■ **Work request**:
Write out all the data again, exactly.

* * *

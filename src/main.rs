use timetable_core::{Event, ScheduleConfig, Scheduler};

fn main() {
    timetable_core::init_tracing();

    let events = vec![
        Event {
            name: "breakfast".to_string(),
            category: "meal".to_string(),
            unit: "meal".to_string(),
            amount: None,
            divisor: None,
            frequency: "1x daily".to_string(),
            constraints: Vec::new(),
            windows: vec!["07:00-09:30".to_string()],
            note: None,
        },
        Event {
            name: "paracetamol".to_string(),
            category: "medicine".to_string(),
            unit: "dose".to_string(),
            amount: Some(500.0),
            divisor: None,
            frequency: "2x daily".to_string(),
            constraints: vec!["≥8h apart".to_string(), "≥0.5h after breakfast".to_string()],
            windows: Vec::new(),
            note: None,
        },
    ];

    let scheduler = match Scheduler::new(events) {
        Ok(s) => s,
        Err(e) => {
            eprintln!("could not build catalog: {e}");
            std::process::exit(1);
        }
    };

    let config = ScheduleConfig::default();
    match scheduler.solve(&config) {
        Ok(rows) => {
            for row in rows {
                println!("{} [{}] {}", row.entity_name, row.instance, row.time_hhmm);
            }
        }
        Err(e) => {
            eprintln!("solve failed: {e}");
            std::process::exit(1);
        }
    }
}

* * *

■ **Response box**:
filename src/main.rs
use timetable_core::{Event, ScheduleConfig, Scheduler};

fn main() {
    timetable_core::init_tracing();

    let events = vec![
        Event {
            name: "breakfast".to_string(),
            category: "meal".to_string(),
            unit: "meal".to_string(),
            amount: None,
            divisor: None,
            frequency: "1x daily".to_string(),
            constraints: Vec::new(),
            windows: vec!["07:00-09:30".to_string()],
            note: None,
        },
        Event {
            name: "paracetamol".to_string(),
            category: "medicine".to_string(),
            unit: "dose".to_string(),
            amount: Some(500.0),
            divisor: None,
            frequency: "2x daily".to_string(),
            constraints: vec!["≥8h apart".to_string(), "≥0.5h after breakfast".to_string()],
            windows: Vec::new(),
            note: None,
        },
    ];

    let scheduler = match Scheduler::new(events) {
        Ok(s) => s,
        Err(e) => {
            eprintln!("could not build catalog: {e}");
            std::process::exit(1);
        }
    };

    let config = ScheduleConfig::default();
    match scheduler.solve(&config) {
        Ok(rows) => {
            for row in rows {
                println!("{} [{}] {}", row.entity_name, row.instance, row.time_hhmm);
            }
        }
        Err(e) => {
            eprintln!("solve failed: {e}");
            std::process::exit(1);
        }
    }
}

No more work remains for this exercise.